"We wanted to know to what extent adoptions in Spain are providing children who need it with a healthy family environment that promotes their development" Yolanda Sánchez-Sandoval, a researcher from the University of Cádiz (UCA) states. In order to assess that, a comprehensive questionnaire was sent to families with adopted children in Andalucía, which was employed, amongst other uses, to assess family's satisfaction with the decision as a measurement of success.So, does anything surprise you in these results? I'm not quite sure I understand why adoption of children you already know leads to a lower rate of satisfaction. And don't you love the condemnation of us over-educated, not-affectionate moms?!
The results show that, although their lives have been not been free of difficulties, these families are happy with the adoption. "Generally speaking, they are very satisfied with their decision and its implications on their family and personal lives" Sánchez-Sandoval affirms.
77.7% of families stated that their lives have been happier as a result of the adoption and 91.9% consider its repercussions to be positive. However, 37% consider family life to be more complicated in their situation.

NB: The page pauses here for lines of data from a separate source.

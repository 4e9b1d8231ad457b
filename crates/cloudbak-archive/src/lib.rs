//! Local backup archive scanning for cloudbak
//!
//! Implements the [`IBackupSource`](cloudbak_core::ports::IBackupSource)
//! port by reading uncompressed tape archives with embedded JSON metadata
//! from the local backup directory.

pub mod scanner;

pub use scanner::{ArchiveScanner, ScanError};
//! Domain entities and business logic
//!
//! This module contains the core domain types for cloudbak:
//! - Newtypes for type-safe identifiers and validated domain values
//! - Backup records (local, remote, reconciled) and token state
//! - The remote name mapping that joins the local and remote views
//! - Reconciliation of the two views for display
//! - Retention planning (what to upload, what to delete)
//! - Domain-specific error types

pub mod backup;
pub mod errors;
pub mod namer;
pub mod newtypes;
pub mod reconcile;
pub mod retention;

// Re-export commonly used types
pub use backup::{mib_from_bytes, BackupEntry, LocalBackup, RemoteKind, RemoteObject, TokenState};
pub use errors::DomainError;
pub use namer::remote_name_for;
pub use newtypes::{RemoteName, RemotePath, Slug};
pub use reconcile::reconcile;
pub use retention::{plan_deletions, plan_retention, plan_uploads, RetentionPlan};
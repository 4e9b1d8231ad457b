//! Shared application state
//!
//! Wires the adapters into the core use cases once at startup and carries
//! the outcome of the most recent upload cycle for the status endpoint.

use std::sync::Arc;

use anyhow::{Context, Result};
use tokio::sync::Mutex;

use cloudbak_archive::ArchiveScanner;
use cloudbak_core::config::Config;
use cloudbak_core::domain::RemotePath;
use cloudbak_core::ports::{IBackupSource, IRemoteStore, ITokenStore};
use cloudbak_core::usecases::{
    CycleOutcome, QueryBackupsUseCase, TokenManager, UploadCycleUseCase,
};
use cloudbak_disk::{DiskStore, FileTokenStore};

/// Application state shared by the HTTP handlers and the scheduler.
pub struct AppState {
    pub query: QueryBackupsUseCase,
    pub cycle: UploadCycleUseCase,
    pub tokens: Arc<TokenManager>,
    /// Outcome of the most recent upload cycle, if any ran.
    pub last_cycle: Mutex<Option<CycleOutcome>>,
}

impl AppState {
    /// Builds the full object graph from the loaded configuration.
    pub fn from_config(config: &Config) -> Result<Self> {
        let remote_path = RemotePath::new(config.remote.base_path.clone())
            .context("Invalid remote.base_path in configuration")?;

        let store: Arc<dyn IRemoteStore> =
            Arc::new(DiskStore::new(&config.remote, &config.transport)?);
        let token_store: Arc<dyn ITokenStore> =
            Arc::new(FileTokenStore::new(&config.token_file));
        let source: Arc<dyn IBackupSource> = Arc::new(ArchiveScanner::new(&config.backup_dir));

        let tokens = Arc::new(TokenManager::new(
            token_store,
            store.clone(),
            config.remote.auth_url.clone(),
            config.remote.client_id.clone(),
        ));

        let query = QueryBackupsUseCase::new(
            source.clone(),
            store.clone(),
            tokens.clone(),
            remote_path.clone(),
        );
        let cycle = UploadCycleUseCase::new(
            source,
            store,
            tokens.clone(),
            remote_path,
            config.remote.max_files,
            chrono::Duration::days(config.server.refresh_lead_days),
        );

        Ok(Self {
            query,
            cycle,
            tokens,
            last_cycle: Mutex::new(None),
        })
    }

    /// Runs one upload cycle and remembers its outcome.
    pub async fn run_cycle(&self) -> Result<CycleOutcome> {
        let outcome = self.cycle.run().await?;
        *self.last_cycle.lock().await = Some(outcome.clone());
        Ok(outcome)
    }
}
//! Port definitions (hexagonal architecture interfaces)
//!
//! This module defines the port traits that form the boundaries of the
//! hexagonal architecture. Ports are interfaces that the domain core
//! depends on, but whose implementations live in adapter crates.
//!
//! ## Ports Overview
//!
//! - [`IBackupSource`] - Scanning the local backup directory
//! - [`IRemoteStore`] - Remote object-storage transport (listing, upload,
//!   delete, token exchange)
//! - [`ITokenStore`] - Durable persistence for the OAuth token record

pub mod backup_source;
pub mod remote_store;
pub mod token_store;

pub use backup_source::IBackupSource;
pub use remote_store::IRemoteStore;
pub use token_store::ITokenStore;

The children's opinion of their lives is also linked with that of their parents. "When the parents are more satisfied with the adoption, we found that the children are also happier with their own lives" the researcher declares.
In the study, which is published in the journal Psicothema, they identified some variables that are linked with difficulties in adoption, for example, if the children were older when arriving at the home, if they were adopted alone or with a sibling, or if they had previous experiences of abuse.
Adopting a child that they already knew before also affects the process. "Those who adopted children that they had a relationship with before were less satisfied, probably due to the reason for adoption. These families may have felt somewhat obliged, or reflect more on the decision" Sánchez-Sandoval analysed.
The satisfaction is also lower in cases where the parents have a higher level of education. "They have higher expectations" the author says. The mothers are less affectionate and caring, and the children are less caring and have behavioural problems.
I find it interesting that the researchers thought parent satisfaction was a measure that would illuminate what they were apparently studying -- the extent to which adoptions in Spain are "providing children who need it with a healthy family environment that promotes their development." Certainly, it would be A factor, since it would be linked with children's happiness (we're all familiar with the saying, "If mama ain't happy, nobody's happy," right?!). But I'd think other factors might be more illuminating. Maybe we'll see other reports from the survey, addressing other issues, in the future.